In terms of U.S. trade policy, Senator Hollings seeks to reinvigorate economic competitiveness and protect American jobs, while improving U.S. manufacturing and production capabilities. Additionally, Hollings believes that greater understanding and improved management of ocean and coastal ecosystems are essential to maintain healthy coasts and to prepare communities for natural hazards such as hurricanes. He continues to work to better the lives of South Carolinians and the people of our nation.
Senator Hollings also serves as the longest-serving member of the Senate Budget Committee where he works to take the country down the path to "true surplus." He was the first voice in the Senate to decry the practice of looting Social Security, Medicare and other Trust Funds to camouflage the size of the deficit. Today, Hollings continues to fight for fiscal responsibility, and he constantly presses Congress to put the nation back on a "pay-as-you-go" basis rather than burdening future generations with escalating federal deficits and debt.
As the third ranking Democrat on the Senate Appropriations Committee and the Ranking Member of the Commerce, Justice and State Appropriations Subcommittee, Senator Hollings uses his seniority, experience and know-how to fight for responsible government and South Carolina's fair share. He initiated a nationwide effort to combat breast and cervical cancer by utilizing his seat on the Appropriations Committee to secure funding for a pilot screening program. Thanks to Senator Hollings, South Carolina was among six states selected for this landmark initiative, which has screened 115,000 South Carolina women and detected more than 1,300 occurrences of cancer. With Senator Hollings' help, the state has received funding for this program as well as others to complete new infrastructure projects, improve public education, attract new businesses, and protect the environment in South Carolina.

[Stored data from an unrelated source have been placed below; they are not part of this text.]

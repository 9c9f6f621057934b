//! Streaming reassembly of records from an unbounded range scan.
//!
//! [`SplitRecordCursor`] groups adjacent entries of a scan by record prefix
//! and replays the split layout in either direction. It may exceed the scan
//! budget in order to stop only in between records: the budget is consulted
//! at record boundaries, never in the middle of one, no matter how many
//! entries the record in flight still needs.

use bytes::{Bytes, BytesMut};
use common::tuple::Tuple;
use common::{KeyValue, Subspace, Transaction};

use crate::config::StreamOptions;
use crate::cursor::{CursorResult, KeyValueCursor, NoNextReason};
use crate::error::{Error, Result};
use crate::key::{
    pack_version_key, parse_suffix, split_suffix, unpack_version, RECORD_VERSION,
    START_SPLIT_RECORD, UNSPLIT_RECORD,
};
use crate::limit::LimitManager;
use crate::model::RawRecord;
use crate::sizes::SizeInfo;
use crate::version::{RecordVersion, VERSION_LENGTH};

/// In reverse, a record's entries arrive highest suffix first; when its
/// prefix ends, the record must have reached one of these suffixes or chunks
/// are missing below it.
fn is_valid_reverse_stop(index: i64) -> bool {
    index == UNSPLIT_RECORD || index == START_SPLIT_RECORD || index == RECORD_VERSION
}

/// The record currently being accumulated.
struct Accumulator {
    primary_key: Tuple,
    record_subspace: Subspace,
    /// Payload gathered so far; `None` while only a version has been seen.
    value: Option<BytesMut>,
    version: Option<RecordVersion>,
    /// Suffix of the most recent data or version entry.
    index: i64,
}

impl Accumulator {
    /// Folds in a further entry sharing this record's prefix. Returns whether
    /// the record is now known to be complete.
    fn append_next(
        &mut self,
        kv: KeyValue,
        size_info: &mut SizeInfo,
        reverse: bool,
        old_version_format: bool,
    ) -> Result<bool> {
        let index = parse_suffix(&self.record_subspace, &kv.key)?;
        size_info.add(&kv.key, &kv.value);
        if !reverse
            && self.index == RECORD_VERSION
            && (index == UNSPLIT_RECORD || index == START_SPLIT_RECORD)
        {
            // Forward scan that opened with the version entry; the data
            // starts here. An unsplit entry ends the record, a first chunk
            // means more are coming.
            self.value = Some(BytesMut::from(kv.value.as_ref()));
            self.index = index;
            size_info.split = index == START_SPLIT_RECORD;
            Ok(index == UNSPLIT_RECORD)
        } else if !reverse && index == self.index + 1 {
            match self.value.as_mut() {
                Some(buffer) => buffer.extend_from_slice(&kv.value),
                None => self.value = Some(BytesMut::from(kv.value.as_ref())),
            }
            self.index = index;
            Ok(false)
        } else if reverse
            && index == RECORD_VERSION
            && (self.index == START_SPLIT_RECORD || self.index == UNSPLIT_RECORD)
        {
            // The version entry sorts first, so in reverse it arrives last
            // and closes the record.
            if old_version_format {
                return Err(Error::OldVersionFormat { key: kv.key });
            }
            self.version = Some(unpack_version(&kv.value)?);
            self.index = index;
            Ok(true)
        } else if reverse && index == self.index - 1 && index != RECORD_VERSION {
            let mut joined = BytesMut::from(kv.value.as_ref());
            if let Some(tail) = self.value.take() {
                joined.extend_from_slice(&tail);
            }
            self.value = Some(joined);
            self.index = index;
            Ok(false)
        } else {
            let expected = self.index + if reverse { -1 } else { 1 };
            if (reverse && expected == START_SPLIT_RECORD)
                || (!reverse && self.index == RECORD_VERSION)
            {
                Err(Error::FoundSplitWithoutStart {
                    index,
                    reverse,
                    key: kv.key,
                })
            } else {
                Err(Error::SplitSegmentsOutOfOrder {
                    expected,
                    found: index,
                    key: kv.key,
                })
            }
        }
    }
}

/// A cursor of logical records over an inner cursor of raw entries.
///
/// Emitted records are strictly monotonic in primary-key order for the scan
/// direction. The continuation after each record resumes at the first entry
/// of the next one, so a resumed scan re-reads nothing that was emitted.
pub struct SplitRecordCursor<'t> {
    tx: &'t Transaction,
    subspace: Subspace,
    inner: KeyValueCursor<'t>,
    reverse: bool,
    old_version_format: bool,
    limit_manager: LimitManager,
    size_info: SizeInfo,
    acc: Option<Accumulator>,
    /// Look-ahead entry whose prefix opened the next record, held with its
    /// own continuation until the caller asks for that record.
    pending: Option<(KeyValue, Option<Bytes>)>,
    inner_no_next_reason: Option<NoNextReason>,
    continuation: Option<Bytes>,
    may_access_continuation: bool,
    last_no_next_reason: Option<NoNextReason>,
}

impl<'t> SplitRecordCursor<'t> {
    /// Opens a streaming cursor over every record in `subspace`.
    pub fn new(tx: &'t Transaction, subspace: Subspace, options: StreamOptions) -> Self {
        let inner = KeyValueCursor::new(tx, subspace.range(), options.reverse)
            .resume_from(options.continuation.clone());
        Self {
            tx,
            subspace,
            inner,
            reverse: options.reverse,
            old_version_format: options.old_version_format,
            limit_manager: LimitManager::new(options.limits),
            size_info: SizeInfo::new(),
            acc: None,
            pending: None,
            inner_no_next_reason: None,
            continuation: options.continuation,
            may_access_continuation: false,
            last_no_next_reason: None,
        }
    }

    /// Produces the next fully reassembled record, or the reason there is
    /// none. The scan budget is checked here, between records, and nowhere
    /// else.
    #[tracing::instrument(level = "trace", skip_all)]
    pub async fn on_next(&mut self) -> Result<CursorResult<RawRecord>> {
        self.may_access_continuation = false;
        if self.limit_manager.is_stopped() {
            let reason = self.merge_no_next_reason();
            return Ok(self.finish_no_next(reason));
        }

        self.append_until_new_key().await?;

        if let Some(acc) = &self.acc {
            if acc.version.is_some() && acc.value.is_none() {
                return Err(Error::FoundSplitWithoutStart {
                    index: RECORD_VERSION,
                    reverse: self.reverse,
                    key: acc.record_subspace.raw_prefix().clone(),
                });
            }
        }

        // Account for a version pending in this transaction when the record
        // carried no durable version entry.
        if !self.old_version_format {
            if let Some(acc) = self.acc.as_mut() {
                if acc.version.is_none() {
                    if let Some(local_version) =
                        self.tx.get_local_version(&acc.primary_key.pack())?
                    {
                        acc.version = Some(RecordVersion::incomplete(local_version));
                        self.size_info.versioned_inline = true;
                        self.size_info.key_count += 1;
                        self.size_info.key_size +=
                            pack_version_key(&acc.record_subspace).len() as u64;
                        self.size_info.value_size += (1 + VERSION_LENGTH) as u64;
                    }
                }
            }
        }

        match self.acc.take() {
            Some(Accumulator {
                primary_key,
                value: Some(value),
                version,
                ..
            }) => {
                self.size_info.versioned_inline = version.is_some();
                let record = RawRecord {
                    primary_key,
                    raw_bytes: value.freeze(),
                    version,
                    sizes: self.size_info,
                };
                self.may_access_continuation = true;
                self.last_no_next_reason = None;
                Ok(CursorResult::Next {
                    value: record,
                    continuation: self.continuation.clone(),
                })
            }
            _ => {
                let reason = self.merge_no_next_reason();
                Ok(self.finish_no_next(reason))
            }
        }
    }

    /// The continuation of the most recent result.
    ///
    /// Only valid immediately after [`on_next`](Self::on_next) returned; any
    /// other access is a caller bug.
    pub fn continuation(&self) -> Result<Option<Bytes>> {
        if !self.may_access_continuation {
            return Err(Error::IllegalContinuationAccess);
        }
        Ok(self.continuation.clone())
    }

    /// Why the cursor most recently produced no next record, if it did.
    pub fn no_next_reason(&self) -> Option<NoNextReason> {
        self.last_no_next_reason
    }

    /// Releases the inner scan. Continuations captured so far remain valid.
    pub fn close(&mut self) {
        self.inner.close();
    }

    // Consume inner entries until the current record is complete, the prefix
    // changes, or the inner cursor has nothing more.
    async fn append_until_new_key(&mut self) -> Result<()> {
        loop {
            if let Some((kv, continuation)) = self.pending.take() {
                let complete = self.append(kv, continuation)?;
                if complete {
                    // Version followed by unsplit; available right away.
                    return Ok(());
                }
            }
            match self.inner.on_next().await? {
                CursorResult::NoNext {
                    continuation,
                    reason,
                } => {
                    if self.reverse {
                        if let Some(acc) = &self.acc {
                            if acc.value.is_some() && !is_valid_reverse_stop(acc.index) {
                                return Err(Error::FoundSplitWithoutStart {
                                    index: acc.index,
                                    reverse: true,
                                    key: acc.record_subspace.raw_prefix().clone(),
                                });
                            }
                        }
                    }
                    self.inner_no_next_reason = Some(reason);
                    // With a record accumulated, the continuation already
                    // points at its last consumed entry; otherwise refresh.
                    if self.acc.as_ref().map_or(true, |acc| acc.value.is_none()) {
                        self.continuation = continuation;
                    }
                    return Ok(());
                }
                CursorResult::Next {
                    value: kv,
                    continuation,
                } => {
                    self.inner_no_next_reason = None;
                    self.limit_manager.try_record_scan();
                    let complete = self.append(kv, continuation)?;
                    if complete {
                        return Ok(());
                    }
                }
            }
        }
    }

    // Route one entry: start a record, extend the current one, or park the
    // entry as the start of the next record. Returns whether the current
    // record is complete.
    fn append(&mut self, kv: KeyValue, continuation: Option<Bytes>) -> Result<bool> {
        let Some(acc) = self.acc.as_mut() else {
            self.continuation = continuation;
            return self.append_first(kv);
        };
        if kv.key.starts_with(acc.record_subspace.raw_prefix()) {
            self.continuation = continuation;
            acc.append_next(kv, &mut self.size_info, self.reverse, self.old_version_format)
        } else {
            if self.reverse && !is_valid_reverse_stop(acc.index) {
                return Err(Error::FoundSplitWithoutStart {
                    index: acc.index,
                    reverse: true,
                    key: kv.key,
                });
            }
            self.pending = Some((kv, continuation));
            Ok(true)
        }
    }

    // Open a record from its first entry in scan order.
    fn append_first(&mut self, kv: KeyValue) -> Result<bool> {
        let key_tuple = self.subspace.unpack(&kv.key)?;
        let (primary_key, index) = split_suffix(key_tuple, &kv.key)?;
        let record_subspace = self.subspace.subspace(&primary_key);
        self.size_info.set(&kv.key, &kv.value);
        if index == UNSPLIT_RECORD {
            // Forward: the record's only entry. Reverse: a version entry may
            // still precede it in key order, so keep going.
            self.size_info.split = false;
            self.acc = Some(Accumulator {
                primary_key,
                record_subspace,
                value: Some(BytesMut::from(kv.value.as_ref())),
                version: None,
                index,
            });
            Ok(!self.reverse)
        } else if !self.reverse && index == RECORD_VERSION {
            if self.old_version_format {
                return Err(Error::OldVersionFormat { key: kv.key });
            }
            self.size_info.versioned_inline = true;
            let version = unpack_version(&kv.value)?;
            self.acc = Some(Accumulator {
                primary_key,
                record_subspace,
                value: None,
                version: Some(version),
                index,
            });
            Ok(false)
        } else if (self.reverse && index != RECORD_VERSION) || index == START_SPLIT_RECORD {
            // The first or last chunk of a split, depending on direction.
            self.size_info.split = true;
            self.acc = Some(Accumulator {
                primary_key,
                record_subspace,
                value: Some(BytesMut::from(kv.value.as_ref())),
                version: None,
                index,
            });
            Ok(false)
        } else {
            Err(Error::FoundSplitWithoutStart {
                index,
                reverse: self.reverse,
                key: kv.key,
            })
        }
    }

    fn finish_no_next(&mut self, reason: NoNextReason) -> CursorResult<RawRecord> {
        self.may_access_continuation = true;
        self.last_no_next_reason = Some(reason);
        CursorResult::NoNext {
            continuation: self.continuation.clone(),
            reason,
        }
    }

    // The inner source running dry beats any budget verdict; otherwise the
    // budget's out-of-band reason wins over an in-band inner reason.
    fn merge_no_next_reason(&self) -> NoNextReason {
        if let Some(NoNextReason::SourceExhausted) = self.inner_no_next_reason {
            return NoNextReason::SourceExhausted;
        }
        self.limit_manager
            .stopped_reason()
            .or(self.inner_no_next_reason)
            .unwrap_or(NoNextReason::SourceExhausted)
    }
}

Senator Hollings was raised in a family with four siblings and a hard working mother and father. He currently has 4 children and 7 grandchildren. He and his wife, Peatsy, are very involved in South Carolina as well as in the Washington community. From World War II officer to South Carolina legislator to Governor to United States Senator, Senator Hollings has dedicated his life to public service. He works to generate economic growth for South Carolina, promote education and equal opportunity, and advocate a progressive, national public policy. An independent leader who tells it like it is, Hollings does not rely on rhetoric. His record speaks for itself.